== Exercise description ==
Hand back the entries below exactly.

►

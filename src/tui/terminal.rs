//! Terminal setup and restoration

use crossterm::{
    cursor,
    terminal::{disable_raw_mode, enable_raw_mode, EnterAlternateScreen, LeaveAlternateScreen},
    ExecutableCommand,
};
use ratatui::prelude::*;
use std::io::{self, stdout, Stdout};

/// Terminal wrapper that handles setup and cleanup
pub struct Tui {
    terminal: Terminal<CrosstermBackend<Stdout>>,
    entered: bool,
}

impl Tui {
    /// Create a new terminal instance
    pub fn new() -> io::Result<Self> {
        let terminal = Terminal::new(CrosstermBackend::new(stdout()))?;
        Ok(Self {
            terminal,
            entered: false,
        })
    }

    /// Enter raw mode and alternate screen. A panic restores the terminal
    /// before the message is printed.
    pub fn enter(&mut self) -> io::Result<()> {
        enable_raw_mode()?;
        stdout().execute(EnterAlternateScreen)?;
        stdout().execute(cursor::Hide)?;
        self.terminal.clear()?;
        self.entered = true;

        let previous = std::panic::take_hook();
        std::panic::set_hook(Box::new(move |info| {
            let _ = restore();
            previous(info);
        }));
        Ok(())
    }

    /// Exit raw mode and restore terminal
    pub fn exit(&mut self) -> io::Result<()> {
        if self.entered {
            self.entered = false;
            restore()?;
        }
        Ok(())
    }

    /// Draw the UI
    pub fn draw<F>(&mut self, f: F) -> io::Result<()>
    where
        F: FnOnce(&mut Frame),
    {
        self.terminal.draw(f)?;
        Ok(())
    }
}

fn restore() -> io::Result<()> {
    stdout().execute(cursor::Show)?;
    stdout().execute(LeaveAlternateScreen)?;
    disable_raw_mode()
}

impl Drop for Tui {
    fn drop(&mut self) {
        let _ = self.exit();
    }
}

◄

== Answer to this problem ==
filename src/tui/terminal.rs
//! Terminal setup and restoration

use crossterm::{
    cursor,
    terminal::{disable_raw_mode, enable_raw_mode, EnterAlternateScreen, LeaveAlternateScreen},
    ExecutableCommand,
};
use ratatui::prelude::*;
use std::io::{self, stdout, Stdout};

/// Terminal wrapper that handles setup and cleanup
pub struct Tui {
    terminal: Terminal<CrosstermBackend<Stdout>>,
    entered: bool,
}

impl Tui {
    /// Create a new terminal instance
    pub fn new() -> io::Result<Self> {
        let terminal = Terminal::new(CrosstermBackend::new(stdout()))?;
        Ok(Self {
            terminal,
            entered: false,
        })
    }

    /// Enter raw mode and alternate screen. A panic restores the terminal
    /// before the message is printed.
    pub fn enter(&mut self) -> io::Result<()> {
        enable_raw_mode()?;
        stdout().execute(EnterAlternateScreen)?;
        stdout().execute(cursor::Hide)?;
        self.terminal.clear()?;
        self.entered = true;

        let previous = std::panic::take_hook();
        std::panic::set_hook(Box::new(move |info| {
            let _ = restore();
            previous(info);
        }));
        Ok(())
    }

    /// Exit raw mode and restore terminal
    pub fn exit(&mut self) -> io::Result<()> {
        if self.entered {
            self.entered = false;
            restore()?;
        }
        Ok(())
    }

    /// Draw the UI
    pub fn draw<F>(&mut self, f: F) -> io::Result<()>
    where
        F: FnOnce(&mut Frame),
    {
        self.terminal.draw(f)?;
        Ok(())
    }
}

fn restore() -> io::Result<()> {
    stdout().execute(cursor::Show)?;
    stdout().execute(LeaveAlternateScreen)?;
    disable_raw_mode()
}

impl Drop for Tui {
    fn drop(&mut self) {
        let _ = self.exit();
    }
}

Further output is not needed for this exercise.